Radiosensitive core/satellite ternary heteronanostructure for multimodal imaging-guided synergistic cancer radiotherapy.

Abstract

Developing safe, effective and targeting radiosensitizers with clear action mechanisms to achieve synergistic localized cancer treatment is an important strategy for radiotherapy. Herein, we design and synthesize a ternary heteronanostructure radiosensitizer (SeAuFe-EpC) with core/satellite morphology by a simple method to realize multimodal imaging-guided cancer radiotherapy. The mechanistic studies reveal that Se incorporation could drastically improve the electrical conductivity and lower the energy barrier between the three components, resulting in more electrons transfer between Se-Au interface and migration over the heterogeneous junction of Au-Fe3O4 NPs interface. This synergistic interaction enhanced the energy transfer and facilitated more excited excitons generated by SeAuFe-EpC NPs, thus promoting the transformation of 3O2 to 1O2via resonance energy transfer, finally resulting in irreversible cancer cell apoptosis.

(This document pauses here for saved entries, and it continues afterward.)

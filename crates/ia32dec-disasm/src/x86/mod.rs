//! x86 / x86-64 instruction decoder.
//!
//! Handles:
//! - Legacy prefixes (REP, LOCK, segment overrides, operand/address size)
//! - REX prefix for 64-bit operands and extended registers
//! - ModR/M and SIB byte decoding, including 16-bit addressing
//! - The general purpose one-byte and 0x0F opcode maps, plus the F3 0x0F
//!   map for popcnt/tzcnt/lzcnt and endbr
//! - LOCK validation: lockable opcodes with a memory destination only
//!
//! Decoding is split in two phases. [`X86Decoder::decode`] validates the
//! whole encoding and records where each operand lives; [`complete`] turns
//! that skeleton into registers, memory expressions and immediates.

mod decoder;
mod modrm;
mod opcodes;
mod operands;
mod prefix;

pub use decoder::{complete, Instructions, X86Decoder};

/// Architectural limit on the length of one instruction.
pub const MAX_INSTRUCTION_LEN: usize = 15;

Additionally, based on the X-ray attenuation ability and high NIR absorption of AuNPs and the superparamagnetism of Fe3O4, in vivo computer tomography, photoacoustic and magnetic resonance tri-modal imaging have been employed to visualize the tracking and targeting ability of the NPs. As expected, the NPs specifically accumulated in orthotopic breast tumor area and achieved synergistic anticancer efficacy, but showed no toxic side effects on main organs. Collectively, this study sheds light on the potential roles of core/satellite heteronanostructure in imaging-guided cancer radiotherapy.